Offshore drilling contractor Transocean recorded a wider loss within the first quarter of 2020 when in comparison with the identical interval final yr as a result of asset impairments.

Net loss attributable to controlling curiosity was $392 million in contrast with a internet lack of $51 million within the fourth quarter of 2019 and a internet lack of $171 million in 1Q 2019.

First-quarter 2020 outcomes included internet unfavourable objects of $205 million. This included $167 million loss on impairment of property and $57 million loss on retirement of debt.

After consideration of those internet unfavourable objects, first quarter 2020 adjusted internet loss was $187 million. This compares with an adjusted internet lack of $263 million within the earlier quarter.

Total contract drilling revenues had been $759 million in contrast with $792 million within the fourth quarter of 2019 and $754 million in 1Q 2019.

Contract drilling revenues for 1Q 2020 decreased sequentially by $33 million, primarily as a result of lowered exercise associated to rigs that had been idle and decrease income effectivity.

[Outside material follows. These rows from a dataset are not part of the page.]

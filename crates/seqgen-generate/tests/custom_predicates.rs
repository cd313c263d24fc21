use std::path::{Path, PathBuf};
use std::sync::Arc;
use std::sync::atomic::{AtomicBool, Ordering};
use std::thread;
use std::time::Duration;

use seqgen_core::{Alphabet, RuleKind, Scope};
use seqgen_generate::{
    CancellationToken, ExprPredicate, FnPredicate, GenerateOptions, GenerationEngine,
    GenerationError, GenerationRequest, generate, request_from_plan,
};
use seqgen_plan::{CustomRule, GenerationPlan, PlanDomain, load_plan};

fn example(name: &str) -> PathBuf {
    Path::new(env!("CARGO_MANIFEST_DIR"))
        .join("../../plans/examples")
        .join(name)
}

fn first_below_last() -> ExprPredicate {
    ExprPredicate::compile("first_below_last", "num(first) < num(candidate)", Scope::Final)
        .expect("compile predicate")
}

#[test]
fn first_digit_below_last_digit() {
    let request = GenerationRequest::numeric(3).with_predicate(first_below_last());
    let result = generate(&request).expect("generate");

    for sequence in &result.sequences {
        let first = sequence.first().and_then(|s| s.numeric_value());
        let last = sequence.last().and_then(|s| s.numeric_value());
        assert!(first < last, "{sequence} violates first < last");
    }
    // 10 middle digits times the (first, last) pairs with 1 <= first < last <= 9.
    assert_eq!(result.len(), 10 * 36);
    assert_eq!(
        result.report.rejections_by_predicate.get("first_below_last"),
        Some(&result.rejected)
    );
}

#[test]
fn rules_run_before_custom_predicates() {
    let request = GenerationRequest::numeric(2)
        .with_rule(RuleKind::StrictIncreasing)
        .with_predicate(first_below_last());
    let result = generate(&request).expect("generate");

    assert_eq!(result.len(), 36);
    assert_eq!(
        result.report.rejections_by_predicate.get("strict_increasing"),
        Some(&54)
    );
    assert_eq!(
        result.report.rejections_by_predicate.get("first_below_last"),
        None
    );
}

#[test]
fn closure_predicates_are_supported() {
    let request = GenerationRequest::characters(Alphabet::parse_list("a,b,c").expect("alphabet"), 2)
        .with_predicate(FnPredicate::new("no_b", |ctx| ctx.candidate.as_str() != "b"));
    let result = generate(&request).expect("generate");

    let rendered = result
        .sequences
        .iter()
        .map(|sequence| sequence.to_string())
        .collect::<Vec<_>>();
    assert_eq!(rendered, vec!["aa", "ac", "ca", "cc"]);
    assert_eq!(result.report.custom, vec!["no_b".to_string()]);
}

#[test]
fn scoped_closure_only_checks_its_positions() {
    let request = GenerationRequest::characters(Alphabet::parse_list("a,b").expect("alphabet"), 3)
        .with_predicate(
            FnPredicate::new("middle_is_b", |ctx| ctx.candidate.as_str() == "b")
                .with_scope(Scope::Positions(vec![1])),
        );
    let result = generate(&request).expect("generate");

    assert_eq!(result.len(), 4);
    assert!(
        result
            .sequences
            .iter()
            .all(|sequence| sequence.symbols()[1].as_str() == "b")
    );
}

#[test]
fn cancellation_stops_between_siblings() {
    let cancel = CancellationToken::new();
    let trigger = cancel.clone();
    let request = GenerationRequest::numeric(4).with_predicate(FnPredicate::new(
        "cancel_on_five",
        move |ctx| {
            if ctx.candidate.as_str() == "5" {
                trigger.cancel();
            }
            true
        },
    ));

    let err = GenerationEngine::default()
        .run(&request, &cancel)
        .expect_err("cancelled");
    // Prefixes 1, 10 and 100, then candidates 0..=5 after 100.
    assert!(matches!(err, GenerationError::Cancelled { evaluated: 9 }));
}

#[test]
fn cancelled_token_prevents_any_work() {
    let cancel = CancellationToken::new();
    cancel.cancel();
    let err = GenerationEngine::default()
        .run(&GenerationRequest::numeric(3), &cancel)
        .expect_err("cancelled");
    assert!(matches!(err, GenerationError::Cancelled { evaluated: 0 }));
}

#[test]
fn time_budget_is_enforced() {
    let slept = Arc::new(AtomicBool::new(false));
    let flag = slept.clone();
    let request = GenerationRequest::numeric(4).with_predicate(FnPredicate::new("slow", move |_| {
        if !flag.swap(true, Ordering::SeqCst) {
            thread::sleep(Duration::from_millis(5));
        }
        true
    }));
    let options = GenerateOptions {
        max_duration_ms: Some(1),
        ..GenerateOptions::default()
    };

    let err = GenerationEngine::new(options)
        .run(&request, &CancellationToken::new())
        .expect_err("time budget");
    assert!(matches!(
        err,
        GenerationError::TimeBudgetExceeded {
            limit_ms: 1,
            evaluated: 4096,
        }
    ));
}

#[test]
fn plans_become_requests() {
    let plan = load_plan(&example("first_below_last.plan.json")).expect("load plan");
    let request = request_from_plan(&plan).expect("request from plan");
    let result = generate(&request).expect("generate");

    let expected = (1..=9)
        .flat_map(|first| (0..=9).map(move |last| (first, last)))
        .filter(|(first, last)| first < last && !(first % 2 == 0 && last % 2 == 0))
        .count();
    assert_eq!(result.len(), expected);
    assert_eq!(result.len(), 30);
}

#[test]
fn toml_plans_become_requests() {
    let plan = load_plan(&example("letters.plan.toml")).expect("load plan");
    let result = generate(&request_from_plan(&plan).expect("request")).expect("generate");

    assert_eq!(result.len(), 8);
    assert_eq!(result.nth(1).expect("first").to_string(), "abc");
    assert_eq!(result.nth(8).expect("last").to_string(), "ecb");
}

#[test]
fn invalid_plans_are_rejected() {
    let mut plan = GenerationPlan::new(PlanDomain::Numeric, 2);
    plan.rules = vec!["noSuchRule".to_string()];
    assert!(matches!(
        request_from_plan(&plan),
        Err(GenerationError::InvalidPlan(_))
    ));
}

#[test]
fn invalid_expressions_are_rejected() {
    let mut plan = GenerationPlan::new(PlanDomain::Numeric, 2);
    plan.custom = vec![CustomRule {
        name: "broken".to_string(),
        expr: "num(first) <".to_string(),
        scope: Scope::Final,
    }];

    match request_from_plan(&plan) {
        Err(GenerationError::InvalidExpression { name, error }) => {
            assert_eq!(name, "broken");
            assert_eq!(error.offset(), 12);
        }
        other => panic!("unexpected outcome: {other:?}"),
    }
}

These decreases had been partially offset by a full quarter of revenues from the lately reactivated extremely‑deepwater floaters Deepwater Mykonos and Deepwater Corcovado.

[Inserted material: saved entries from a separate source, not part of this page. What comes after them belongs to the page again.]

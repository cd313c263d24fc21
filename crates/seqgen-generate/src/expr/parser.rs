use std::fmt;

use super::ExprError;
use super::lexer::{Token, TokenKind};

/// Static type of an expression node.
#[derive(Debug, Clone, Copy, PartialEq, Eq)]
pub enum Type {
    Int,
    Text,
    Bool,
}

impl fmt::Display for Type {
    fn fmt(&self, f: &mut fmt::Formatter<'_>) -> fmt::Result {
        f.write_str(match self {
            Type::Int => "int",
            Type::Text => "text",
            Type::Bool => "bool",
        })
    }
}

#[derive(Debug, Clone, Copy, PartialEq, Eq)]
pub(crate) enum Var {
    Candidate,
    Last,
    First,
    Position,
    Length,
    PrefixLen,
}

impl Var {
    fn from_name(name: &str) -> Option<(Var, Type)> {
        Some(match name {
            "candidate" => (Var::Candidate, Type::Text),
            "last" => (Var::Last, Type::Text),
            "first" => (Var::First, Type::Text),
            "position" => (Var::Position, Type::Int),
            "length" => (Var::Length, Type::Int),
            "prefix_len" => (Var::PrefixLen, Type::Int),
            _ => return None,
        })
    }
}

#[derive(Debug, Clone, Copy, PartialEq, Eq)]
pub(crate) enum Func {
    Num,
    At,
    Contains,
    Defined,
    IsVowel,
    IsConsonant,
    IsEven,
    IsOdd,
}

impl Func {
    /// Function, its parameter type (`None` accepts any) and its result type.
    fn from_name(name: &str) -> Option<(Func, Option<Type>, Type)> {
        Some(match name {
            "num" => (Func::Num, Some(Type::Text), Type::Int),
            "at" => (Func::At, Some(Type::Int), Type::Text),
            "contains" => (Func::Contains, Some(Type::Text), Type::Bool),
            "defined" => (Func::Defined, None, Type::Bool),
            "is_vowel" => (Func::IsVowel, Some(Type::Text), Type::Bool),
            "is_consonant" => (Func::IsConsonant, Some(Type::Text), Type::Bool),
            "is_even" => (Func::IsEven, Some(Type::Int), Type::Bool),
            "is_odd" => (Func::IsOdd, Some(Type::Int), Type::Bool),
            _ => return None,
        })
    }
}

#[derive(Debug, Clone, Copy, PartialEq, Eq)]
pub(crate) enum BinOp {
    Or,
    And,
    Eq,
    Ne,
    Lt,
    Le,
    Gt,
    Ge,
    Add,
    Sub,
    Mul,
    Div,
    Rem,
}

#[derive(Debug, Clone, PartialEq)]
pub(crate) enum Node {
    Int(i64),
    Text(String),
    Bool(bool),
    Var(Var),
    Call(Func, Box<Node>),
    Not(Box<Node>),
    Neg(Box<Node>),
    Binary(BinOp, Box<Node>, Box<Node>),
}

/// Deepest nesting accepted, both while parsing and in the finished tree.
pub const MAX_DEPTH: usize = 256;

/// A node together with its static type, source offset and tree height.
#[derive(Debug, Clone, PartialEq)]
pub(crate) struct Typed {
    pub node: Node,
    pub ty: Type,
    pub offset: usize,
    pub depth: usize,
}

impl Typed {
    fn leaf(node: Node, ty: Type, offset: usize) -> Self {
        Self {
            node,
            ty,
            offset,
            depth: 1,
        }
    }
}

/// Parse a token stream into a boolean expression tree.
pub(crate) fn parse(tokens: Vec<Token>, source_len: usize) -> Result<Node, ExprError> {
    let mut parser = Parser {
        tokens,
        pos: 0,
        source_len,
        nesting: 0,
    };
    let root = parser.parse_or()?;
    if let Some(token) = parser.peek() {
        return Err(ExprError::UnexpectedToken {
            found: token.kind.to_string(),
            offset: token.offset,
        });
    }
    expect_type(&root, Type::Bool)?;
    Ok(root.node)
}

struct Parser {
    tokens: Vec<Token>,
    pos: usize,
    source_len: usize,
    /// Open prefix operators, parentheses and calls.
    nesting: usize,
}

impl Parser {
    fn peek(&self) -> Option<&Token> {
        self.tokens.get(self.pos)
    }

    fn peek_kind(&self) -> Option<&TokenKind> {
        self.peek().map(|token| &token.kind)
    }

    fn advance(&mut self) -> Result<Token, ExprError> {
        let token = self
            .tokens
            .get(self.pos)
            .cloned()
            .ok_or(ExprError::UnexpectedEnd {
                offset: self.source_len,
            })?;
        self.pos += 1;
        Ok(token)
    }

    fn enter(&mut self, offset: usize) -> Result<(), ExprError> {
        self.nesting += 1;
        if self.nesting > MAX_DEPTH {
            return Err(ExprError::TooDeep {
                limit: MAX_DEPTH,
                offset,
            });
        }
        Ok(())
    }

    fn leave(&mut self) {
        self.nesting -= 1;
    }

    fn expect(&mut self, kind: TokenKind) -> Result<(), ExprError> {
        let token = self.advance()?;
        if token.kind == kind {
            Ok(())
        } else {
            Err(ExprError::UnexpectedToken {
                found: token.kind.to_string(),
                offset: token.offset,
            })
        }
    }

    fn parse_or(&mut self) -> Result<Typed, ExprError> {
        let mut left = self.parse_and()?;
        while self.peek_kind() == Some(&TokenKind::OrOr) {
            self.pos += 1;
            let right = self.parse_and()?;
            left = logical(BinOp::Or, left, right)?;
        }
        Ok(left)
    }

    fn parse_and(&mut self) -> Result<Typed, ExprError> {
        let mut left = self.parse_not()?;
        while self.peek_kind() == Some(&TokenKind::AndAnd) {
            self.pos += 1;
            let right = self.parse_not()?;
            left = logical(BinOp::And, left, right)?;
        }
        Ok(left)
    }

    fn parse_not(&mut self) -> Result<Typed, ExprError> {
        if let Some(token) = self.peek()
            && token.kind == TokenKind::Bang
        {
            let offset = token.offset;
            self.pos += 1;
            self.enter(offset)?;
            let inner = self.parse_not()?;
            self.leave();
            expect_type(&inner, Type::Bool)?;
            return Ok(Typed {
                depth: inner.depth + 1,
                node: Node::Not(Box::new(inner.node)),
                ty: Type::Bool,
                offset,
            });
        }
        self.parse_cmp()
    }

    fn parse_cmp(&mut self) -> Result<Typed, ExprError> {
        let left = self.parse_sum()?;
        let op = match self.peek_kind() {
            Some(TokenKind::EqEq) => BinOp::Eq,
            Some(TokenKind::NotEq) => BinOp::Ne,
            Some(TokenKind::Lt) => BinOp::Lt,
            Some(TokenKind::Le) => BinOp::Le,
            Some(TokenKind::Gt) => BinOp::Gt,
            Some(TokenKind::Ge) => BinOp::Ge,
            _ => return Ok(left),
        };
        self.pos += 1;
        let right = self.parse_sum()?;

        if left.ty == Type::Bool {
            return Err(type_error(&left, "int or text"));
        }
        if right.ty != left.ty {
            return Err(type_error(&right, &left.ty.to_string()));
        }

        binary(op, left, right, Type::Bool)
    }

    fn parse_sum(&mut self) -> Result<Typed, ExprError> {
        let mut left = self.parse_term()?;
        loop {
            let op = match self.peek_kind() {
                Some(TokenKind::Plus) => BinOp::Add,
                Some(TokenKind::Minus) => BinOp::Sub,
                _ => return Ok(left),
            };
            self.pos += 1;
            let right = self.parse_term()?;
            left = arithmetic(op, left, right)?;
        }
    }

    fn parse_term(&mut self) -> Result<Typed, ExprError> {
        let mut left = self.parse_unary()?;
        loop {
            let op = match self.peek_kind() {
                Some(TokenKind::Star) => BinOp::Mul,
                Some(TokenKind::Slash) => BinOp::Div,
                Some(TokenKind::Percent) => BinOp::Rem,
                _ => return Ok(left),
            };
            self.pos += 1;
            let right = self.parse_unary()?;
            left = arithmetic(op, left, right)?;
        }
    }

    fn parse_unary(&mut self) -> Result<Typed, ExprError> {
        if let Some(token) = self.peek()
            && token.kind == TokenKind::Minus
        {
            let offset = token.offset;
            self.pos += 1;
            self.enter(offset)?;
            let inner = self.parse_unary()?;
            self.leave();
            expect_type(&inner, Type::Int)?;
            return Ok(Typed {
                depth: inner.depth + 1,
                node: Node::Neg(Box::new(inner.node)),
                ty: Type::Int,
                offset,
            });
        }
        self.parse_atom()
    }

    fn parse_atom(&mut self) -> Result<Typed, ExprError> {
        let token = self.advance()?;
        let offset = token.offset;
        let (node, ty) = match token.kind {
            TokenKind::Int(value) => (Node::Int(value), Type::Int),
            TokenKind::Str(value) => (Node::Text(value), Type::Text),
            TokenKind::LParen => {
                self.enter(offset)?;
                let inner = self.parse_or()?;
                self.leave();
                self.expect(TokenKind::RParen)?;
                return Ok(Typed { offset, ..inner });
            }
            TokenKind::Ident(name) if name == "true" => (Node::Bool(true), Type::Bool),
            TokenKind::Ident(name) if name == "false" => (Node::Bool(false), Type::Bool),
            TokenKind::Ident(name) => {
                if self.peek_kind() == Some(&TokenKind::LParen) {
                    return self.parse_call(name, offset);
                }
                let (var, ty) =
                    Var::from_name(&name).ok_or(ExprError::UnknownVariable { name, offset })?;
                (Node::Var(var), ty)
            }
            other => {
                return Err(ExprError::UnexpectedToken {
                    found: other.to_string(),
                    offset,
                });
            }
        };
        Ok(Typed::leaf(node, ty, offset))
    }

    fn parse_call(&mut self, name: String, offset: usize) -> Result<Typed, ExprError> {
        let Some((func, param, ty)) = Func::from_name(&name) else {
            return Err(ExprError::UnknownFunction { name, offset });
        };
        self.expect(TokenKind::LParen)?;
        self.enter(offset)?;

        let mut args = Vec::new();
        if self.peek_kind() != Some(&TokenKind::RParen) {
            loop {
                args.push(self.parse_or()?);
                if self.peek_kind() != Some(&TokenKind::Comma) {
                    break;
                }
                self.pos += 1;
            }
        }
        self.leave();
        self.expect(TokenKind::RParen)?;

        if args.len() != 1 {
            return Err(ExprError::Arity {
                name,
                expected: 1,
                found: args.len(),
                offset,
            });
        }
        let arg = args.remove(0);
        if let Some(param) = param {
            expect_type(&arg, param)?;
        }

        Ok(Typed {
            depth: arg.depth + 1,
            node: Node::Call(func, Box::new(arg.node)),
            ty,
            offset,
        })
    }
}

fn logical(op: BinOp, left: Typed, right: Typed) -> Result<Typed, ExprError> {
    expect_type(&left, Type::Bool)?;
    expect_type(&right, Type::Bool)?;
    binary(op, left, right, Type::Bool)
}

fn arithmetic(op: BinOp, left: Typed, right: Typed) -> Result<Typed, ExprError> {
    expect_type(&left, Type::Int)?;
    expect_type(&right, Type::Int)?;
    binary(op, left, right, Type::Int)
}

/// Operator chains grow the tree without recursing in the parser, so the
/// height is checked here as well.
fn binary(op: BinOp, left: Typed, right: Typed, ty: Type) -> Result<Typed, ExprError> {
    let depth = left.depth.max(right.depth) + 1;
    if depth > MAX_DEPTH {
        return Err(ExprError::TooDeep {
            limit: MAX_DEPTH,
            offset: right.offset,
        });
    }
    Ok(Typed {
        offset: left.offset,
        node: Node::Binary(op, Box::new(left.node), Box::new(right.node)),
        ty,
        depth,
    })
}

fn expect_type(typed: &Typed, expected: Type) -> Result<(), ExprError> {
    if typed.ty == expected {
        Ok(())
    } else {
        Err(type_error(typed, &expected.to_string()))
    }
}

fn type_error(typed: &Typed, expected: &str) -> ExprError {
    ExprError::Type {
        expected: expected.to_string(),
        found: typed.ty,
        offset: typed.offset,
    }
}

Jeremy Thigpen, Transocean President and Chief Executive Officer, mentioned: “Looking ahead, we acknowledge the dramatic decline in oil costs, coupled with the continued uncertainties surrounding the containment of COVID-19, and the resumption of the worldwide financial system, will invariably delay the contracting exercise that we anticipated in 2020”.

Transocean’s present contract backlog is $9.6 billion.